Выбрать главу

Убедившись, что перебраться в США практически невозможно, Николай Николаевич решает ехать в Аргентину — благо виза от жены уже имелась. Перебравшись в страну, которую он сравнивает с Югославией («приветливые люди и тепло»), в день Покрова Пресвятой Богородицы 1956 года Краснов с женой были приглашены в донскую станицу (состояли в ней и кубанцы). «Ваше поздравление очень тронуло всех казаков», — пишет он Науменко, отмечая при этом антикоммунистические настроения аргентинцев, не сидящих, «как дядя Сэм на двух стульях».

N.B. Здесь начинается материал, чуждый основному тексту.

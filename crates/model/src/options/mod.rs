pub mod format;
pub mod load;

/// Lowercases and drops separators so `Read-Committed`, `read_committed` and
/// `ReadCommitted` name the same enumerant.
pub(crate) fn normalize_variant(input: &str) -> String {
    input
        .chars()
        .filter(|c| !matches!(c, '_' | '-' | ' '))
        .flat_map(char::to_lowercase)
        .collect()
}

/// Lets serde accept every spelling `FromStr` accepts.
macro_rules! impl_try_from_string {
    ($($ty:ty),+ $(,)?) => {
        $(
            impl TryFrom<String> for $ty {
                type Error = crate::error::ModelError;

                fn try_from(value: String) -> Result<Self, Self::Error> {
                    value.parse()
                }
            }
        )+
    };
}

impl_try_from_string!(
    format::FieldDelimiter,
    format::LineBreak,
    format::FileEncoding,
    load::IsolationLevel,
);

Н.Краснов и в Южной Америке помногу работал, благодарил Науменко за «правильную оценку» своей книги, «хотел порадовать известием», что разные издательства просят «Незабываемое» для перевода на другие языки. Между тем сказывались последствия лагерей. В конце 1957 года приступ грудной жабы надолго уложил его в кровать — правда, тесть (профессор Ф.В.Вербицкий) и другие врачи уверяли, что все пройдет без последствий, если выдержать курс лечения.

Краснов не терял оптимизма, стараясь поддерживать и Вячеслава Григорьевича: «Верю в то, что «Сборник» не прекратит свое существование, еще не было суда над виновниками Лиенца, Римини и т. д., и Ваш труд будет тяжелым обвинительным материалом этим господам». Постоянно вспоминал об освобожденных, остававшихся у советов: «Никому до нас дела нет, а бедные родственники на Западе, в большинстве случаев — те же бесподданные и живут на милость государства. У них нет ни денег, ни связей, чтобы вытянуть своих. А государства этим не хотят или боятся заниматься. Нужно им помочь, нашим людям там, но не только словами, а — визами. Пока это возможно, но может быть скоро и поздно. Вы сами знаете, что такое СССР».

Из поездки в США к матери так ничего и не вышло. Она умерла 3 марта 1958 в Нью-Йорке и была похоронена в Ново-Дивеевском монастыре. «Так мне и не удалось повидать ее перед смертью. До чего люди бывают, жестоки и нечеловечны. Бог им судья за все!».

В письмах Николай Краснов не раз вспоминает и об отце: «С папой я встретился — после 4 июня — второй раз в октябре 1945 года, когда нас вызвали в Бутырской тюрьме, чтобы подписать «приговор» на 10 лет, вынесенный ОСО. И я, и папа его не подписали. Папа был худой, но держался. Никогда не забуду, что после «зачтения приговора», нас вместе повели в камеру № 11 в Бутырке (она находилась в бывшей тюремной церкви) — и папа хотел незаметно для меня сунуть мне в брюки свой скудный кусок хлеба. Вот, что значит отец, Вячеслав Григорьевич! ведь мы там получали всего 450 граммов хлеба в день, и не имели никаких дополнительных, ни больничных, ни генеральских пайков. В камере № 11 мы встретили Вдовенко. И вот, они оба, и папа, и он, все хотели меня — кормить! Этих минут забыть нельзя. И когда нас всех втроем вызвали для переезда в пересыльную тюрьму Красная Пресня, то в ней, при переезде, папу и Вдовенко вернули назад в Бутырку, как «негодных по состоянию здоровья для дальнего этапа». Там, я папу и видел последний раз. Вот и все. Умер он 13 октября 1947 года».

На этой печальной ноте публикация завершена, так была перевёрнута очередная страничка в печальной истории нашего народа в ХХ веке.